The hardback sold an astonishing 75,000 copies to readers who might otherwise have found poetry 'an intimidating mystery' (and there's nothing wrong with mysteries, and we all benefit from intimidation when it comes as a beneficial shock). There's an underlying assumption in the blurb  about the relative roles of Harold and Mary in the political and cultural life of the nation that is very much of its time.

Here's a sample of her work:

After the Bomb

After the Bomb had fallen,
After the last sad cry
When the Earth was a burnt-out cinder
Drifting across the sky,

Came Lucifer, Son of the Morning,
With his fallen-angel band,
Silent and swift as a vulture
On a mountain-top to stand.

And he looked, as he stood on the mountain
With his scarlet wings unfurled,
At the charnel-house of London
And the cities of the world.

And he laughed..........

And as that mocking laughter
Across the heavens ran,
He cried 'Look!' to the fallen angels -
'This is the work of Man
Who was made in the image of God!'

© Mary Wilson / Hutchinson

I grew up during the Cold War. Or rather I didn't, because the concept of utter extinction following a four-minute warning and nuclear holocaust wasn't conducive to maturation. So it's closer to the truth that I lived through the Cold War, through a period that instilled in me, in all of us, a disabling existential terror. The cynical 'No Future' nihilism of the 1970s punk movement and its attendant cult of arrested development was largely attributable to the fear induced in a post-war generation by the threat of imminent annihilation. What was the point of anything? 

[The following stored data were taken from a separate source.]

//! Error types for the resharing orchestrator
use std::time::Duration;

use num_bigint::BigUint;

use crate::party::PartyId;

/// Convenience alias used throughout the crate.
pub type Result<T> = std::result::Result<T, ReshareError>;

/// Errors raised by a protocol engine.
#[derive(thiserror::Error, Debug, Clone, PartialEq, Eq)]
pub enum EngineError {
    /// The engine could not start; fatal to the whole run.
    #[error("startup failed: {0}")]
    Startup(String),
    /// An inbound payload could not be decoded
    #[error("malformed message: {0}")]
    Malformed(String),
    /// The cryptographic protocol detected an inconsistency
    #[error("protocol violation: {0}")]
    Protocol(String),
    /// A second terminal event was emitted
    #[error("engine already reported its final result")]
    AlreadyFinished,
    /// The orchestrator side of a channel is gone (run shut down)
    #[error("channel closed: {0}")]
    ChannelClosed(&'static str),
}

/// A message could not be handed to one of its recipients.
///
/// Delivery errors are recoverable at the message level; the router records
/// them and carries on with the remaining recipients.
#[derive(thiserror::Error, Debug, Clone, PartialEq, Eq)]
pub enum DeliveryError {
    #[error("message {message} from {from}: no engine registered for recipient {to}")]
    UnknownRecipient {
        from: PartyId,
        to: String,
        message: String,
    },
    #[error("message {message} from {from}: rejected by {to}")]
    Rejected {
        from: PartyId,
        to: PartyId,
        message: String,
    },
    #[error("message {message} from {from}: {to} failed to consume it: {source}")]
    Failed {
        from: PartyId,
        to: PartyId,
        message: String,
        #[source]
        source: EngineError,
    },
}

impl DeliveryError {
    /// Sender of the undeliverable message.
    pub fn sender(&self) -> &PartyId {
        match self {
            DeliveryError::UnknownRecipient { from, .. }
            | DeliveryError::Rejected { from, .. }
            | DeliveryError::Failed { from, .. } => from,
        }
    }

    /// Id of the intended recipient.
    pub fn recipient_id(&self) -> &str {
        match self {
            DeliveryError::UnknownRecipient { to, .. } => to,
            DeliveryError::Rejected { to, .. } | DeliveryError::Failed { to, .. } => to.id(),
        }
    }
}

/// Completion bookkeeping errors.
#[derive(thiserror::Error, Debug, Clone, PartialEq, Eq)]
pub enum AggregationError {
    #[error("duplicate completion reported for {0}")]
    Duplicate(PartyId),
    #[error("completion reported for {0}, which is not a member of the new committee")]
    Unexpected(PartyId),
    #[error("missing completions for {}", format_parties(.0))]
    Missing(Vec<PartyId>),
}

/// Errors surfaced by a resharing run.
#[derive(thiserror::Error, Debug)]
pub enum ReshareError {
    #[error("configuration error: {0}")]
    Config(String),
    #[error("invalid party: {0}")]
    InvalidParty(String),
    #[error("pre-parameter generation failed for {party}: {source}")]
    PreParams {
        party: PartyId,
        #[source]
        source: EngineError,
    },
    #[error("pre-parameter generation for {party} did not finish within {limit:?}")]
    PreParamsTimeout { party: PartyId, limit: Duration },
    #[error("party {party} failed to start: {source}")]
    Startup {
        party: PartyId,
        #[source]
        source: EngineError,
    },
    #[error("party {party} aborted: {source}")]
    Engine {
        party: PartyId,
        #[source]
        source: EngineError,
    },
    #[error("delivery error: {0}")]
    Delivery(#[from] DeliveryError),
    #[error("aggregation error: {0}")]
    Aggregation(#[from] AggregationError),
    #[error(
        "run timed out after {elapsed:?}; still waiting for {} ({delivery_failures} delivery failures)",
        format_parties(.outstanding)
    )]
    Timeout {
        elapsed: Duration,
        outstanding: Vec<PartyId>,
        delivery_failures: usize,
    },
    #[error("reconstructed secret {actual:#x} does not match original secret {expected:#x}")]
    Verification { expected: BigUint, actual: BigUint },
    #[error("task error: {0}")]
    Task(String),
}

impl From<tokio::task::JoinError> for ReshareError {
    fn from(err: tokio::task::JoinError) -> Self {
        ReshareError::Task(err.to_string())
    }
}

fn format_parties(parties: &[PartyId]) -> String {
    let ids: Vec<&str> = parties.iter().map(|p| p.id()).collect();
    format!("[{}]", ids.join(", "))
}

Mary Wilson's poetry makes me unhappy because it was written by the wife of a nondescript man who, for much of my childhood, wielded power of a kind that is barely imaginable today - power to end life on large parts of our bit of the planet. She may well be a 'serious, kindly and sensitive woman' but that counted for little at the time. The psychic damage of growing up under the threat of atomic holocaust is hard to calculate - but it made me feel bad all the time, and still does. "On a mountain top to stand". Christ almighty.


  1. The theme of her poem is original and consistent: The chief Christians gods, God and Lucifer are antagonists.
    God is the nice guy.
    Well, if beings made in the image of God do what's described in the poem, then, as Lucifer implies, "Which one is the nice guy?"

  2. I find it a little odd that you don't mention Mary Wilson's support for CND in this post.